The phylum Chordata contains all animals that possess, at some time in their life cycles, a stiffening rod (the notochord), as well as other common features. The subphylum Vertebrata is a member of this phylum and will be discussed later (see below The vertebrate circulatory system). All other chordates are called protochordates and are classified into two groups: Tunicata and Cephalochordata.

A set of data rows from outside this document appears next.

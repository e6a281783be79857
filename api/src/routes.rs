//! Router setup.

use std::net::SocketAddr;
use std::sync::Arc;

use axum::extract::DefaultBodyLimit;
use axum::routing::{get, post};
use axum::Router;

use crate::handlers;
use crate::state::AppState;

pub fn create_router(state: AppState) -> Router {
    let upload_limit = state.max_upload_bytes;

    Router::new()
        .route("/", get(handlers::index))
        .route(
            "/upload",
            post(handlers::upload).layer(DefaultBodyLimit::max(upload_limit)),
        )
        .route("/remove", post(handlers::remove))
        .route("/initialize", post(handlers::initialize))
        .route("/chat", post(handlers::chat))
        .route("/api/session", get(handlers::session))
        .route("/health", get(handlers::health))
        .with_state(state)
}

/// Answers every request with the startup error.
pub fn halted_router(message: impl Into<String>) -> Router {
    let message: Arc<str> = Arc::from(message.into());
    Router::new().fallback(handlers::halted).with_state(message)
}

pub async fn start_server(addr: SocketAddr, router: Router) -> anyhow::Result<()> {
    let listener = tokio::net::TcpListener::bind(addr).await?;
    log::info!("Listening on {}", listener.local_addr()?);
    axum::serve(listener, router).await?;
    Ok(())
}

The blood-vascular system of the tunicates, or sea squirts, is open, the heart consisting of no more than a muscular fold in the pericardium. There is no true heart wall or lining and the whole structure is curved or U-shaped, with one end directed dorsally and the other ventrally. Each end opens into large vessels that lack true walls and are merely sinus channels. The ventral vessel runs along the ventral side of the pharynx and branches to form a lattice around the slits in the pharyngeal wall through which the respiratory water currents pass. Blood circulating through this pharyngeal grid is provided with a large surface area for gaseous exchange. The respiratory water currents are set up by the action of cilia lining the pharyngeal slits and, in some species, by regular muscular contractions of the body wall. Dorsally, the network of pharyngeal blood vessels drains into a longitudinal channel that runsinto the abdomen and breaks up into smaller channels supplying the digestive loop of the intestine and the other visceral organs. The blood passes into a dorsal abdominal sinus that leads back to the dorsal side of the heart. The circulatory system of the sea squirt is marked by periodic reversals of blood flow caused by changes in the direction of peristaltic contraction of the heart.

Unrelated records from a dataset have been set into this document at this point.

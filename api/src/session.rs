//! Per-browser-session state and the store that hands it out.

use std::collections::HashMap;
use std::fmt;
use std::sync::{Arc, Mutex};
use std::time::{Duration, Instant};

use axum::body::Bytes;
use doc_rag::{ChatEngine, Document};
use serde::Serialize;
use uuid::Uuid;

/// Identity of one upload. Every upload gets a fresh id, so re-uploading the
/// same bytes still counts as a new file.
pub type UploadId = Uuid;

#[derive(Clone)]
pub struct UploadedFile {
    pub id: UploadId,
    pub name: String,
    pub bytes: Bytes,
}

impl UploadedFile {
    pub fn new(name: impl Into<String>, bytes: impl Into<Bytes>) -> Self {
        Self {
            id: Uuid::new_v4(),
            name: name.into(),
            bytes: bytes.into(),
        }
    }
}

impl fmt::Debug for UploadedFile {
    fn fmt(&self, f: &mut fmt::Formatter<'_>) -> fmt::Result {
        f.debug_struct("UploadedFile")
            .field("id", &self.id)
            .field("name", &self.name)
            .field("len", &self.bytes.len())
            .finish()
    }
}

#[derive(Debug, Clone, Copy, PartialEq, Eq, Serialize)]
#[serde(rename_all = "lowercase")]
pub enum Speaker {
    User,
    Assistant,
}

#[derive(Debug, Clone, PartialEq, Eq, Serialize)]
pub struct TranscriptEntry {
    pub speaker: Speaker,
    pub text: String,
}

#[derive(Debug, Default, Clone)]
pub struct ChatTranscript {
    entries: Vec<TranscriptEntry>,
}

impl ChatTranscript {
    pub fn push(&mut self, speaker: Speaker, text: impl Into<String>) {
        self.entries.push(TranscriptEntry {
            speaker,
            text: text.into(),
        });
    }

    pub fn entries(&self) -> &[TranscriptEntry] {
        &self.entries
    }

    pub fn len(&self) -> usize {
        self.entries.len()
    }

    pub fn is_empty(&self) -> bool {
        self.entries.is_empty()
    }

    pub fn clear(&mut self) {
        self.entries.clear();
    }
}

#[derive(Debug, Default, Clone, Copy, PartialEq, Eq, Serialize)]
pub struct UiFlags {
    pub initialize_enabled: bool,
    pub chat_active: bool,
}

/// Everything one browser session knows. Passed by `&mut` through a render
/// pass; nothing else holds on to it.
#[derive(Default)]
pub struct SessionState {
    /// Current value of the file-input widget.
    pub file_input: Option<UploadedFile>,
    /// Identity seen by the previous pass.
    pub previous_file: Option<UploadId>,
    pub documents: Option<Arc<Vec<Document>>>,
    pub engine: Option<Box<dyn ChatEngine>>,
    pub transcript: ChatTranscript,
    pub flags: UiFlags,
}

impl SessionState {
    pub fn new() -> Self {
        Self::default()
    }

    /// Drops everything derived from the current file.
    pub fn reset(&mut self) {
        self.documents = None;
        self.engine = None;
        self.transcript.clear();
        self.refresh_flags();
    }

    pub fn refresh_flags(&mut self) {
        self.flags = UiFlags {
            initialize_enabled: self.file_input.is_some(),
            chat_active: self.engine.is_some(),
        };
    }
}

impl fmt::Debug for SessionState {
    fn fmt(&self, f: &mut fmt::Formatter<'_>) -> fmt::Result {
        f.debug_struct("SessionState")
            .field("file_input", &self.file_input)
            .field("previous_file", &self.previous_file)
            .field("documents", &self.documents.as_ref().map(|d| d.len()))
            .field("engine", &self.engine.is_some())
            .field("transcript", &self.transcript.len())
            .field("flags", &self.flags)
            .finish()
    }
}

pub type SharedSession = Arc<tokio::sync::Mutex<SessionState>>;

struct SessionSlot {
    state: SharedSession,
    last_seen: Instant,
}

/// Sessions keyed by the cookie id. Each session sits behind its own async
/// mutex, so at most one pass runs per session at a time.
pub struct SessionStore {
    sessions: Mutex<HashMap<Uuid, SessionSlot>>,
    idle_ttl: Duration,
}

impl SessionStore {
    pub fn new(idle_ttl: Duration) -> Self {
        Self {
            sessions: Mutex::new(HashMap::new()),
            idle_ttl,
        }
    }

    /// Returns the session for `id`, or a fresh one under a new id when `id`
    /// is absent or unknown.
    pub fn get_or_create(&self, id: Option<Uuid>) -> (Uuid, SharedSession) {
        let now = Instant::now();
        let mut sessions = self.sessions.lock().unwrap_or_else(|e| e.into_inner());

        self.sweep_idle(&mut sessions, now);

        if let Some(id) = id {
            if let Some(slot) = sessions.get_mut(&id) {
                slot.last_seen = now;
                return (id, slot.state.clone());
            }
        }

        let id = Uuid::new_v4();
        let state: SharedSession = Arc::new(tokio::sync::Mutex::new(SessionState::new()));
        sessions.insert(
            id,
            SessionSlot {
                state: state.clone(),
                last_seen: now,
            },
        );
        log::info!("Started session {}", id);
        (id, state)
    }

    pub fn len(&self) -> usize {
        self.sessions.lock().unwrap_or_else(|e| e.into_inner()).len()
    }

    pub fn is_empty(&self) -> bool {
        self.len() == 0
    }

    // Sessions still referenced by an in-flight pass are kept.
    fn sweep_idle(&self, sessions: &mut HashMap<Uuid, SessionSlot>, now: Instant) {
        let before = sessions.len();
        sessions.retain(|_, slot| {
            now.duration_since(slot.last_seen) < self.idle_ttl || Arc::strong_count(&slot.state) > 1
        });

        let removed = before - sessions.len();
        if removed > 0 {
            log::info!("Expired {} idle sessions", removed);
        }
    }
}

Sea squirt blood has a slightly higher osmotic pressure than seawater and contains a number of different types of amoebocytes, some of which are phagocytic and actively migrate between the blood and the tissues. The blood of some sea squirts also contains green cells, which have a unique vanadium-containing pigment of unknown function.

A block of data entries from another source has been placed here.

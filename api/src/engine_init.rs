//! Builds the index and chat engine when the user asks for it.

use std::sync::Arc;

use doc_rag::{ChatEngine, ChatMemoryBuffer, Document};

use crate::error::AppError;
use crate::services::Services;
use crate::session::SessionState;

pub const INITIALIZED_NOTICE: &str = "Chat engine initialized successfully!";
pub const INITIALIZE_FAILED_HINT: &str = "Failed to load chat engine. Check your data folder or API key.";

/// On failure any previous engine is dropped, so the chat stays inactive
/// until an initialize succeeds.
pub async fn initialize_engine(state: &mut SessionState, services: &Services) -> Result<(), AppError> {
    let result = match state.documents.clone() {
        Some(documents) => build_engine(documents, services).await,
        None => Err(AppError::Initialize(anyhow::anyhow!("no documents have been loaded"))),
    };

    let outcome = match result {
        Ok(engine) => {
            state.engine = Some(engine);
            Ok(())
        }
        Err(err) => {
            state.engine = None;
            Err(err)
        }
    };
    state.refresh_flags();
    outcome
}

async fn build_engine(
    documents: Arc<Vec<Document>>,
    services: &Services,
) -> Result<Box<dyn ChatEngine>, AppError> {
    let index_builder = services.index_builder.clone();
    let engine_factory = services.engine_factory.clone();
    let token_limit = services.memory_token_limit;
    let system_prompt = services.system_prompt.clone();

    tokio::task::spawn_blocking(move || -> anyhow::Result<Box<dyn ChatEngine>> {
        log::info!("Indexing {} documents", documents.len());
        let index = index_builder.build_index(&documents)?;
        let memory = ChatMemoryBuffer::new(token_limit)?;
        engine_factory.create_engine(index, memory, &system_prompt)
    })
    .await
    .map_err(|e| AppError::Initialize(anyhow::anyhow!("indexing task failed: {}", e)))?
    .map_err(|e| {
        log::warn!("Chat engine initialization failed: {:#}", e);
        AppError::Initialize(e)
    })
}

#[cfg(test)]
mod tests {
    use super::*;
    use crate::services::SYSTEM_PROMPT;
    use crate::session::UploadedFile;
    use crate::testing::{fakes, FakeReader, ScriptedFactory};
    use doc_rag::Document;
    use std::collections::BTreeMap;
    use std::sync::Arc;

    fn loaded_state() -> SessionState {
        let mut state = SessionState::new();
        state.file_input = Some(UploadedFile::new("doc.pdf", &b"x"[..]));
        state.documents = Some(Arc::new(vec![Document {
            id: "doc".to_string(),
            filename: "doc.pdf".to_string(),
            content: "Refunds are issued within 30 days.".to_string(),
            metadata: BTreeMap::new(),
        }]));
        state
    }

    #[tokio::test]
    async fn creates_engine_with_support_prompt_and_memory_bound() {
        let fakes = fakes(FakeReader::default(), ScriptedFactory::default());
        let mut state = loaded_state();

        initialize_engine(&mut state, &fakes.services).await.unwrap();

        assert!(state.engine.is_some());
        assert!(state.flags.chat_active);
        assert!(state.transcript.is_empty());
        let prompts = fakes.factory.prompts.lock().unwrap();
        assert_eq!(prompts.as_slice(), &[(SYSTEM_PROMPT.to_string(), 3000)]);
    }

    #[tokio::test]
    async fn factory_failure_leaves_engine_unset() {
        let fakes = fakes(
            FakeReader::default(),
            ScriptedFactory {
                fail: true,
                ..Default::default()
            },
        );
        let mut state = loaded_state();

        let err = initialize_engine(&mut state, &fakes.services).await.unwrap_err();

        assert_eq!(err.to_string(), "Failed to initialize chat engine: invalid API key");
        assert!(state.engine.is_none());
    }

    #[tokio::test]
    async fn requires_loaded_documents() {
        let fakes = fakes(FakeReader::default(), ScriptedFactory::default());
        let mut state = SessionState::new();

        let err = initialize_engine(&mut state, &fakes.services).await.unwrap_err();

        assert!(matches!(err, AppError::Initialize(_)));
        assert!(state.engine.is_none());
    }

    #[tokio::test]
    async fn failed_reinitialize_drops_the_running_engine() {
        let mut fakes = fakes(FakeReader::default(), ScriptedFactory::default());
        let mut state = loaded_state();
        initialize_engine(&mut state, &fakes.services).await.unwrap();
        assert!(state.flags.chat_active);

        fakes.services.engine_factory = Arc::new(ScriptedFactory {
            fail: true,
            ..Default::default()
        });
        assert!(initialize_engine(&mut state, &fakes.services).await.is_err());

        assert!(state.engine.is_none());
        assert!(!state.flags.chat_active);
    }
}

Amphioxus (Branchiostoma lanceolatum) is a cephalochordate that possesses many typical vertebrate features but lacks the cranial cavity and vertebral column of the true vertebrate. Its circulatory pattern differs from that of most invertebrates as the blood passes forward in the ventral and backward in the dorsal vessels. A large sac, the sinus venosus, is situated below the posterior of the pharynx and collects blood from all parts of the body. The blood passes forward through the subpharyngeal ventral aorta, from which branches carry it to small, accessory, branchial hearts that pump it upward through the gill arches. The oxygenated blood is collected into two dorsal aortas that continue forward into the snout and backward to unite behind the pharynx. The single median vessel thus formed branches to vascular spaces and the intestinal capillaries. Blood from the gut collects in a median subintestinal vein and flows forward to the liver, where it passes through a second capillary bed before being collected in the hepatic vein and passing to the sinus venosus. Paired anterior and posterior cardinal veins collect blood from the muscles and body wall. These veins lead, through a pair of common cardinal veins (duct of Cuvier), to the sinus venosus.

There is no single heart in the amphioxus, and blood is transported by contractions that arise independently in the sinus venosus, branchial hearts, subintestinal vein, and other vessels. The blood is nonpigmented and does not contain cells; oxygen transport is by simple solutionin the blood.